Exercise prompt:
After going through the data, give the number of lines that contain the word "HashMap" as your sole answer.

Given information:
•••

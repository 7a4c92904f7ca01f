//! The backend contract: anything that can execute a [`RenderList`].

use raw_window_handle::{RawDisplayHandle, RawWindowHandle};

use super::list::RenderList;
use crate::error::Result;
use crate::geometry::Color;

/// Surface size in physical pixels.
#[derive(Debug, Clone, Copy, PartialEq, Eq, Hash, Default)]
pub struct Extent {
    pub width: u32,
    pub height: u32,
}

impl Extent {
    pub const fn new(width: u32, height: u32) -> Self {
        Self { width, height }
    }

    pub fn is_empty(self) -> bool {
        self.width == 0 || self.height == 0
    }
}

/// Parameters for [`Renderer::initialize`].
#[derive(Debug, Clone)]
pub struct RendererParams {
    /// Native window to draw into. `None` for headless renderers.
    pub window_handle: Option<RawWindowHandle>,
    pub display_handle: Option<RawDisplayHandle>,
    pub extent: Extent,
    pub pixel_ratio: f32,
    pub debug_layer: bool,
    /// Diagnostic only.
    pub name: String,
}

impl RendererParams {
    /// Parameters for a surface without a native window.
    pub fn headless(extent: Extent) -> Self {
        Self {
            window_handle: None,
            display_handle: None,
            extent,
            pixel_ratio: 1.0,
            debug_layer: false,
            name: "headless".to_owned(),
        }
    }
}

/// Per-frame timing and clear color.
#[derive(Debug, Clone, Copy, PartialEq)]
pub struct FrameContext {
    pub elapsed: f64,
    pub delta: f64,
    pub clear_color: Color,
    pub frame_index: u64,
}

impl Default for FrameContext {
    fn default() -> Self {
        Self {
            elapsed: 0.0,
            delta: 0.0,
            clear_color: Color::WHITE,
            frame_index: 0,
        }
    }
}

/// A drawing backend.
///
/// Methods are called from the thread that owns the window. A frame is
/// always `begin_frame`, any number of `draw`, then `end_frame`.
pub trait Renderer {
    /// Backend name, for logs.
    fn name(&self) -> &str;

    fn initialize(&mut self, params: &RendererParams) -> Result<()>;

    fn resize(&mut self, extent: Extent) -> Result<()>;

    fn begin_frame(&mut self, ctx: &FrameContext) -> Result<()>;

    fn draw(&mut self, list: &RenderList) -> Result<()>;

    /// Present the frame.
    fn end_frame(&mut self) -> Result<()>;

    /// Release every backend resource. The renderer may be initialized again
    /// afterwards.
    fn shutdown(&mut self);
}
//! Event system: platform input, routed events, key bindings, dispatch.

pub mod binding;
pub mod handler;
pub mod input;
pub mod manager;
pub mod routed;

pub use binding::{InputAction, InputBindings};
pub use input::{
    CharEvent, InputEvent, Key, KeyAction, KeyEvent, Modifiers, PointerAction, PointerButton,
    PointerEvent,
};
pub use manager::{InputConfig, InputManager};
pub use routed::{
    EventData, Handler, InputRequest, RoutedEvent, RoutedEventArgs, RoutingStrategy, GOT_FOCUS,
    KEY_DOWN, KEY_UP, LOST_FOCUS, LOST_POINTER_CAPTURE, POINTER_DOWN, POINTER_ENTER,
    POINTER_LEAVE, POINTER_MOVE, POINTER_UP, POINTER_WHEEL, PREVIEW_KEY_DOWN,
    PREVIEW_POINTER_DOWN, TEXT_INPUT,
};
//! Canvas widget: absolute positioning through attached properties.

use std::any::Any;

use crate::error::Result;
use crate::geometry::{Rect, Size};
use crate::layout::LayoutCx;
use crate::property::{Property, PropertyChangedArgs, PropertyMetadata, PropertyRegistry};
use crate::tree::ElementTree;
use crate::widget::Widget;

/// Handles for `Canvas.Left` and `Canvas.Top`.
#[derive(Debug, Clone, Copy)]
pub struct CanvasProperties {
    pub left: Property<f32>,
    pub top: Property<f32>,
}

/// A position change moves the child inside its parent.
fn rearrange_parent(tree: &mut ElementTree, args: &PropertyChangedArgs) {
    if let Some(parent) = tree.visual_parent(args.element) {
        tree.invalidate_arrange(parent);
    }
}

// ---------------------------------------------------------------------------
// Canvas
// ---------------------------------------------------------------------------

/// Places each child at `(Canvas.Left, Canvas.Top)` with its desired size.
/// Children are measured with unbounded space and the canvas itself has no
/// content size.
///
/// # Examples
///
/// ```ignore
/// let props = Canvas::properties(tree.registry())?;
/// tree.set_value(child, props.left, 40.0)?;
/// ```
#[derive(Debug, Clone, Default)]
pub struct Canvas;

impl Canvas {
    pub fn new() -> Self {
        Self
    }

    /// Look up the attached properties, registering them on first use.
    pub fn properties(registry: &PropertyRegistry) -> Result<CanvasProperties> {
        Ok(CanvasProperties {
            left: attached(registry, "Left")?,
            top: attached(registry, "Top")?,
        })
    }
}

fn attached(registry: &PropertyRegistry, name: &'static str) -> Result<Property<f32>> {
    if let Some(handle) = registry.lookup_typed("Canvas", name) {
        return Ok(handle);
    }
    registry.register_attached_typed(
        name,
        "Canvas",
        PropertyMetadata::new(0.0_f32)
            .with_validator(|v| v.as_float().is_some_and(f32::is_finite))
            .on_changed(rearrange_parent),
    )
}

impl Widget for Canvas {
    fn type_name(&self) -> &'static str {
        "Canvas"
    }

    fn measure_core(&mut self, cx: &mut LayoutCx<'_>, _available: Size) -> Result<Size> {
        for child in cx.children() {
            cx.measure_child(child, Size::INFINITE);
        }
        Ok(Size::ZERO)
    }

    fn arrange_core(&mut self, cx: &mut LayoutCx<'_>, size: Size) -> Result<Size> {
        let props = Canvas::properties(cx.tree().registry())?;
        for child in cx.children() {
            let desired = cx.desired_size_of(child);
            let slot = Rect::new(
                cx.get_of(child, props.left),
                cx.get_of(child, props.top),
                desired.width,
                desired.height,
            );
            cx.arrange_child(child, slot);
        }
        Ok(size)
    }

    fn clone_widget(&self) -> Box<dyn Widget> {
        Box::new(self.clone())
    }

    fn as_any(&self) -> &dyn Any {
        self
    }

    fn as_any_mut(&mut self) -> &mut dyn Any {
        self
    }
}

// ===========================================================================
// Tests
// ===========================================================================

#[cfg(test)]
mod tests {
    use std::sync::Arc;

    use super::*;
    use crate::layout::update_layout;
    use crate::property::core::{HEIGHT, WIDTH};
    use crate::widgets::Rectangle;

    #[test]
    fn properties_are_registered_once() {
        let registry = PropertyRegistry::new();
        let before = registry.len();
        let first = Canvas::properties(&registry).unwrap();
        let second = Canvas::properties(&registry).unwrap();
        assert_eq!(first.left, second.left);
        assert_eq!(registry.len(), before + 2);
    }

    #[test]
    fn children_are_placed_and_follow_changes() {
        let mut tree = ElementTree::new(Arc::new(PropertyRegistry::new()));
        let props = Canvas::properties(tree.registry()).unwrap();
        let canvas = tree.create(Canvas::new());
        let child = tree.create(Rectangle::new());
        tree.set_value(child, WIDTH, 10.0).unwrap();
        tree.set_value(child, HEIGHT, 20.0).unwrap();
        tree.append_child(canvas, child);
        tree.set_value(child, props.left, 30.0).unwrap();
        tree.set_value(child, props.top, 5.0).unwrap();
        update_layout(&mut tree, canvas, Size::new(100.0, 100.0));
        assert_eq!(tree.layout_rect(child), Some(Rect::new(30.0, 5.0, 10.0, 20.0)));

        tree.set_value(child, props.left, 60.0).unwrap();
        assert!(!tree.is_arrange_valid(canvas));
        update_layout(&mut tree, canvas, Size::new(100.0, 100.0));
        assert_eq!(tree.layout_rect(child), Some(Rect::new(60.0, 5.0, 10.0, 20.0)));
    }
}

•••

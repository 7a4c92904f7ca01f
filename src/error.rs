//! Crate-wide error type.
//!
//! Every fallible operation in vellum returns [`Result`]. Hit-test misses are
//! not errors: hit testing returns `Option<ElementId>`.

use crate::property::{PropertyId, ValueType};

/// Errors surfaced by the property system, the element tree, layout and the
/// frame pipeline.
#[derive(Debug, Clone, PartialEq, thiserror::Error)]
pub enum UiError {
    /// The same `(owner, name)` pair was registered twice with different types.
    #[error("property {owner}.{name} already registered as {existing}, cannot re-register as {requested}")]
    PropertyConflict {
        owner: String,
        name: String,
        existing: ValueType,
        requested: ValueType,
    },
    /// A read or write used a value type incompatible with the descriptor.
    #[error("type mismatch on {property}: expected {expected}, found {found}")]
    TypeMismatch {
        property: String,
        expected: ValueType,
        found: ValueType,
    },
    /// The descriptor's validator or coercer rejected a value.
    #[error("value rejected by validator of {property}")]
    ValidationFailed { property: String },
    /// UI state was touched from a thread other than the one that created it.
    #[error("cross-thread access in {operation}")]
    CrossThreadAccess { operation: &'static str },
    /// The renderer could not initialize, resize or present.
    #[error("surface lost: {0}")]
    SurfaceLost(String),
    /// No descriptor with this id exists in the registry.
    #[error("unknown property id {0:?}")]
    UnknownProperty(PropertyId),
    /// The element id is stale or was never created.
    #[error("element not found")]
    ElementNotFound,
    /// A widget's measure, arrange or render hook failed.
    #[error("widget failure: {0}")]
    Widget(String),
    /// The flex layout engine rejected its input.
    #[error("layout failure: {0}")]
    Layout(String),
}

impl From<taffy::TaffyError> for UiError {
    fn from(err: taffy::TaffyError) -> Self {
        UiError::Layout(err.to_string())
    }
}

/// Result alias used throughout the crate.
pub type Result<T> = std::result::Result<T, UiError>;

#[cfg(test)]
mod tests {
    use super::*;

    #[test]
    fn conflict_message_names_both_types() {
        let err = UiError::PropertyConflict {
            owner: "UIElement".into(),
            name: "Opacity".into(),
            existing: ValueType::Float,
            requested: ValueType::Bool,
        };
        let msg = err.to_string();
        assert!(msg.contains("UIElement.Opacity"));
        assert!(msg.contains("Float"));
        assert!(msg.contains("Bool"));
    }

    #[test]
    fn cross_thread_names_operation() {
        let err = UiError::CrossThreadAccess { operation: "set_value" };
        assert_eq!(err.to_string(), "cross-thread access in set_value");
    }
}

•••

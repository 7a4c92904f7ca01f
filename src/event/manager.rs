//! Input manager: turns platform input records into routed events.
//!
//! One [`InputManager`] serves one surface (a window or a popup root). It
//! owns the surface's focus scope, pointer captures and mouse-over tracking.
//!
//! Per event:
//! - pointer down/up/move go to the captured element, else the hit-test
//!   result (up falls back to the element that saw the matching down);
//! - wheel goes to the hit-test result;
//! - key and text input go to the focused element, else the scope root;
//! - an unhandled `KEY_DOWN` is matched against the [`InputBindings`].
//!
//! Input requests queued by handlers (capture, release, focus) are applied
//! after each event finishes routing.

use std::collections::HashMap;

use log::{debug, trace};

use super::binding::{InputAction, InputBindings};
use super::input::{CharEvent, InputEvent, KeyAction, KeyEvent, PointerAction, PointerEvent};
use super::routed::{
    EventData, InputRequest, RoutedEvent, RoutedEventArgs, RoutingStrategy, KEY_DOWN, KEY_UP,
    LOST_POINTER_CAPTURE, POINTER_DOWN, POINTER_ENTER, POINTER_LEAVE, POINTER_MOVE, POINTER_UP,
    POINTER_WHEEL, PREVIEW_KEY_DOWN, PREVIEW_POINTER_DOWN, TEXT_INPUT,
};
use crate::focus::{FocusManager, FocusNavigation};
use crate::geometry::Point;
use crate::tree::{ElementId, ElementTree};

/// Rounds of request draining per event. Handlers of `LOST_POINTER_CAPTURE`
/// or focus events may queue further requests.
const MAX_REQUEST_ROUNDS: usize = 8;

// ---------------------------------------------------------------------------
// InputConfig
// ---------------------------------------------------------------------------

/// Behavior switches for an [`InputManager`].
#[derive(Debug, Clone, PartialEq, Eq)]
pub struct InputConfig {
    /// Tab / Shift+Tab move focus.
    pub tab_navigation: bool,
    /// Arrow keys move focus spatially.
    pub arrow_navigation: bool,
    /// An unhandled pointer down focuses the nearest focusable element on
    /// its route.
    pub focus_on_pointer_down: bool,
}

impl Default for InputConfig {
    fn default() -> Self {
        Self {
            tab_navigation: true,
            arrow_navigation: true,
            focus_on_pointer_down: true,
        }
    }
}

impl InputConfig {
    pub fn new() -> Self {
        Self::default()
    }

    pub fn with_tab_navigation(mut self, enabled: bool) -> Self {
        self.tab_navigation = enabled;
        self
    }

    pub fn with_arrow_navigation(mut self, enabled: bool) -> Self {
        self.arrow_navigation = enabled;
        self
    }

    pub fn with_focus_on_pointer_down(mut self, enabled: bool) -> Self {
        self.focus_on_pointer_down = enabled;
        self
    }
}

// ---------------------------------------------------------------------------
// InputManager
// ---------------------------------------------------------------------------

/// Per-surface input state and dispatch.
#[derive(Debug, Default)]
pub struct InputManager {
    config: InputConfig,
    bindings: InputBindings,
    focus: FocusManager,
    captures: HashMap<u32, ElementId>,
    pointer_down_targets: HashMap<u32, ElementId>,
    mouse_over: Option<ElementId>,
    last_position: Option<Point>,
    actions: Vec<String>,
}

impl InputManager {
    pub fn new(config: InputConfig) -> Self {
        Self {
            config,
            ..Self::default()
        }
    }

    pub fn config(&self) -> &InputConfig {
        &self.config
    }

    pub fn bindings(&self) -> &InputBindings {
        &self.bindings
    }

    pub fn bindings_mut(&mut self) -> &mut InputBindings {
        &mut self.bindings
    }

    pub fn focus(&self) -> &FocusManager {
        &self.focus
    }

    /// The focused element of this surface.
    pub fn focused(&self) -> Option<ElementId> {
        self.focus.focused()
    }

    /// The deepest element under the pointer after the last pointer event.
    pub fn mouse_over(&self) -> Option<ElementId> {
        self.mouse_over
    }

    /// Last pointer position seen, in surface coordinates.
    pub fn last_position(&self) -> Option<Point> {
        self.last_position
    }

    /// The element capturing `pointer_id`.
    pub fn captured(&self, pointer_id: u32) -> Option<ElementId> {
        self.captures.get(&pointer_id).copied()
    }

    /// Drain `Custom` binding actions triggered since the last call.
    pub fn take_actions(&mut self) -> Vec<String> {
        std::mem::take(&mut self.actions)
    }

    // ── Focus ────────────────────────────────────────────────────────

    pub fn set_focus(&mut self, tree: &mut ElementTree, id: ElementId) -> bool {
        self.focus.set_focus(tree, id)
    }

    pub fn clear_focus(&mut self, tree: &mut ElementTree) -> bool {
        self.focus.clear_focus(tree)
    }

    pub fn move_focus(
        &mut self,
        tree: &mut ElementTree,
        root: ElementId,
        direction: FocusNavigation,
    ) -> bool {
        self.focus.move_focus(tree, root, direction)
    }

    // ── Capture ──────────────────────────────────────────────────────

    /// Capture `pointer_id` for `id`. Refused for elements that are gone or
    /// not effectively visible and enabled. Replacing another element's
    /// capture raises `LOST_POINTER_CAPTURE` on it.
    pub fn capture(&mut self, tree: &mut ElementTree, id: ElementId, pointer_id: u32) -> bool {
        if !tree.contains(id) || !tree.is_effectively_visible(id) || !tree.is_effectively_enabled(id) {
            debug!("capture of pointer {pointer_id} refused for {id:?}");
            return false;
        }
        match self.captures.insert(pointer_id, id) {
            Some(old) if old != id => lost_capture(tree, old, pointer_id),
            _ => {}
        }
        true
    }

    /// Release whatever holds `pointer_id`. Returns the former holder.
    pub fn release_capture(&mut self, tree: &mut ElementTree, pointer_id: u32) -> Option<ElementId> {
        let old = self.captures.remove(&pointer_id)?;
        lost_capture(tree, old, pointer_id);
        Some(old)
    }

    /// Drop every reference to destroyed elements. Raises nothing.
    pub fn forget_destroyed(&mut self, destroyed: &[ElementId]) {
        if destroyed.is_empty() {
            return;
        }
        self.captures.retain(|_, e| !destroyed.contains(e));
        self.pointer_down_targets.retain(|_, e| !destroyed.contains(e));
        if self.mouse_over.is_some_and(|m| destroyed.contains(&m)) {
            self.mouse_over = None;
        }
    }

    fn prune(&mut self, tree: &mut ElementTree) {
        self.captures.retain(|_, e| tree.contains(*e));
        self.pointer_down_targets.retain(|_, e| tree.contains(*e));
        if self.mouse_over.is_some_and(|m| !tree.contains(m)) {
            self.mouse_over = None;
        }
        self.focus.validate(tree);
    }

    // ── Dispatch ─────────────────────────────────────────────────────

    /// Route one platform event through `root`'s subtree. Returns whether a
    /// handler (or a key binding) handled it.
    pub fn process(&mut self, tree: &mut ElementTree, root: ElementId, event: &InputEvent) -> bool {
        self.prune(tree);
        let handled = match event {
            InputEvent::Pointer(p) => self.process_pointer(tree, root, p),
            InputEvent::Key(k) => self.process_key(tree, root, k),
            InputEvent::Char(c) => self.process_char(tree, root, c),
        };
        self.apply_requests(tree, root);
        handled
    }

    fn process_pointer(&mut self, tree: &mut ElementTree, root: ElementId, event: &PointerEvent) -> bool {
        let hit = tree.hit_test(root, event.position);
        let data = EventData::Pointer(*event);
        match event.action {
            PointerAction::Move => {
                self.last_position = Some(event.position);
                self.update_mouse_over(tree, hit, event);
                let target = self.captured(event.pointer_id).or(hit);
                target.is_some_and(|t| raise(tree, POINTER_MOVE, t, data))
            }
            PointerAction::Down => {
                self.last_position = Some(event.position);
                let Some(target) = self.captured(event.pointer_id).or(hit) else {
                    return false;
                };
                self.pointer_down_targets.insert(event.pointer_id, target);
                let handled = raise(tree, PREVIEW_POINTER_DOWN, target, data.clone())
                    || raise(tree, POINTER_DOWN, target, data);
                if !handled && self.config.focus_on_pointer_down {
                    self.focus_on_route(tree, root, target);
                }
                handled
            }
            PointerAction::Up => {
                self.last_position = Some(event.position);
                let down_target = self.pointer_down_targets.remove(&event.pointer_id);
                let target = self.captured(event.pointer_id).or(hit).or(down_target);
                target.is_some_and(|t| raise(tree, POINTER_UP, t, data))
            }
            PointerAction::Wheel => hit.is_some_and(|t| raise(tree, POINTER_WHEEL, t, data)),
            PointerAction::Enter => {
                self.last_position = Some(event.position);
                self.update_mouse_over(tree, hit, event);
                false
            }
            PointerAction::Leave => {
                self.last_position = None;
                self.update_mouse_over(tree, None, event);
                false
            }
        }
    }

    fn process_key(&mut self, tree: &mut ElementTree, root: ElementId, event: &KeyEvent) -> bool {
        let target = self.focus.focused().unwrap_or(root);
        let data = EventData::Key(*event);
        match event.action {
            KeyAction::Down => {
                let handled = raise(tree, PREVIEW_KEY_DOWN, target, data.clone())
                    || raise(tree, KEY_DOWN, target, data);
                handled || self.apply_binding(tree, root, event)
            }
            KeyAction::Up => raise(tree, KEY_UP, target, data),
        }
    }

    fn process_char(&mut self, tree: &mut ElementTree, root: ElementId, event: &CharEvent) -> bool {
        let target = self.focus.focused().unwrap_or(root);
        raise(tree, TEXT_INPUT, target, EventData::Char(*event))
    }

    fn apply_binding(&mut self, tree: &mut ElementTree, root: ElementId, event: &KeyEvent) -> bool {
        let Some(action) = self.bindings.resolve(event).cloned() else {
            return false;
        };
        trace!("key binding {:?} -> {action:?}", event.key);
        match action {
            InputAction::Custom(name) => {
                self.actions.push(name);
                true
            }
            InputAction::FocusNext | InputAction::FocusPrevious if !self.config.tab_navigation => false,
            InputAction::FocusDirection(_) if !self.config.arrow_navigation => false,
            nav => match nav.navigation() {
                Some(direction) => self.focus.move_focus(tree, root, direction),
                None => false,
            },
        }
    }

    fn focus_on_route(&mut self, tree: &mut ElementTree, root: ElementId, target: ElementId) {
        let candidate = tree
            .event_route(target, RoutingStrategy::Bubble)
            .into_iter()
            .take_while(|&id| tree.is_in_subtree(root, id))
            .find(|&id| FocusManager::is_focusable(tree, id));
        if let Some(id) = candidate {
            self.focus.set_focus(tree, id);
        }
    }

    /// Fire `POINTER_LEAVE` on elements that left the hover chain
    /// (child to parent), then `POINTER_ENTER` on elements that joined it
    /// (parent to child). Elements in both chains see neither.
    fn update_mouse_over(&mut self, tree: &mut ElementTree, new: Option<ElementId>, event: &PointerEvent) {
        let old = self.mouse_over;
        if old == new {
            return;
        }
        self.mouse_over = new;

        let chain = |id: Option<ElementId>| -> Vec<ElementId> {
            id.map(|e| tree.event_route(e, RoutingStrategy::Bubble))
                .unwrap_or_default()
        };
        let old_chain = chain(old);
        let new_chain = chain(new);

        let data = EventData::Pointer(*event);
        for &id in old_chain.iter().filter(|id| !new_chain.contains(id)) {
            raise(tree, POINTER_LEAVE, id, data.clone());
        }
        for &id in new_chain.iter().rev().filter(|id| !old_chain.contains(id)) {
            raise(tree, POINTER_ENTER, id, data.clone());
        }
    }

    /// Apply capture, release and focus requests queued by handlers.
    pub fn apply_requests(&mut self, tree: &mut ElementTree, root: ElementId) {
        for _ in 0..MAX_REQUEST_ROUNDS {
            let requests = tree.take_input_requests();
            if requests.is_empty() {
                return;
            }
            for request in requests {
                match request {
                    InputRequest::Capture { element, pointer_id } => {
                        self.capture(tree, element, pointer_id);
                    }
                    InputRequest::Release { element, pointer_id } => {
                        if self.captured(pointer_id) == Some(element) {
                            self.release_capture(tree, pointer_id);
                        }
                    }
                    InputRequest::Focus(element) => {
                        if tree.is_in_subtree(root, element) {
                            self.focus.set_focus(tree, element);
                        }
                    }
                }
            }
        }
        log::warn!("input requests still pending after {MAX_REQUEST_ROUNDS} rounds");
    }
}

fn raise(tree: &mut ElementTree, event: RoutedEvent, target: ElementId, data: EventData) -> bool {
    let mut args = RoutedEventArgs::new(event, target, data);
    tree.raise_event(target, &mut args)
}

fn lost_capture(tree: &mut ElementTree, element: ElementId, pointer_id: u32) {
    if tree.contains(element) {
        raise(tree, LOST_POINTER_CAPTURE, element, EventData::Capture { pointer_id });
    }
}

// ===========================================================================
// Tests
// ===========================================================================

•••

Written reply:
3